- Description of the task
Among the entries below, only the lines starting at the one with "One repository per" and ending at the one with "pub mod inventory_item;", both included, are to be printed exactly.

- Records to process
•••••
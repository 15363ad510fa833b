//! Repository Module
//!
//! CRUD operations over the SurrealDB tables. One repository per
//! entity, all sharing the `BaseRepository` database handle.

// Rooms
pub mod room;
pub mod room_type;

// Guests and bookings
pub mod booking;
pub mod guest;

// Billing
pub mod billing;

// Consumption
pub mod food_order;
pub mod service_request;

// Catalogs
pub mod inventory_item;
pub mod menu_item;
pub mod service;

// Re-exports
pub use billing::BillingRepository;
pub use booking::BookingRepository;
pub use food_order::FoodOrderRepository;
pub use guest::GuestRepository;
pub use inventory_item::InventoryItemRepository;
pub use menu_item::MenuItemRepository;
pub use room::RoomRepository;
pub use room_type::RoomTypeRepository;
pub use service::ServiceRepository;
pub use service_request::ServiceRequestRepository;

use serde::Deserialize;
use surrealdb::Surreal;
use surrealdb::engine::local::Db;
use thiserror::Error;

/// Repository error types
#[derive(Debug, Error)]
pub enum RepoError {
    #[error("Not found: {0}")]
    NotFound(String),

    #[error("Duplicate: {0}")]
    Duplicate(String),

    #[error("Database error: {0}")]
    Database(String),

    #[error("Validation error: {0}")]
    Validation(String),
}

impl From<surrealdb::Error> for RepoError {
    fn from(err: surrealdb::Error) -> Self {
        RepoError::Database(err.to_string())
    }
}

/// Result type for repository operations
pub type RepoResult<T> = Result<T, RepoError>;

/// Base repository with database reference
#[derive(Clone)]
pub struct BaseRepository {
    db: Surreal<Db>,
}

impl BaseRepository {
    pub fn new(db: Surreal<Db>) -> Self {
        Self { db }
    }

    pub fn db(&self) -> &Surreal<Db> {
        &self.db
    }

    /// Allocate the next value of a named sequence.
    ///
    /// Single UPSERT statement so two concurrent allocations can never
    /// observe the same value. Sequences start at `start + 1`.
    pub async fn next_sequence(&self, name: &str, start: i64) -> RepoResult<i64> {
        #[derive(Deserialize)]
        struct Counter {
            value: i64,
        }

        let mut result = self
            .db
            .query(format!(
                "UPSERT counter:{name} SET value = (value ?? {start}) + 1 RETURN AFTER"
            ))
            .await?;
        let counter: Option<Counter> = result.take(0)?;
        counter
            .map(|c| c.value)
            .ok_or_else(|| RepoError::Database(format!("Sequence '{name}' allocation failed")))
    }
}

/// Parse a `"table:id"` string into a RecordId
pub fn parse_record_id(id: &str) -> RepoResult<surrealdb::RecordId> {
    id.parse()
        .map_err(|_| RepoError::Validation(format!("Invalid ID: {}", id)))
}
•••••
- Completed exercise
//! CRUD operations over the SurrealDB tables. One repository per
//! entity, all sharing the `BaseRepository` database handle.

// Rooms
pub mod room;
pub mod room_type;

// Guests and bookings
pub mod booking;
pub mod guest;

// Billing
pub mod billing;

// Consumption
pub mod food_order;
pub mod service_request;

// Catalogs
pub mod inventory_item;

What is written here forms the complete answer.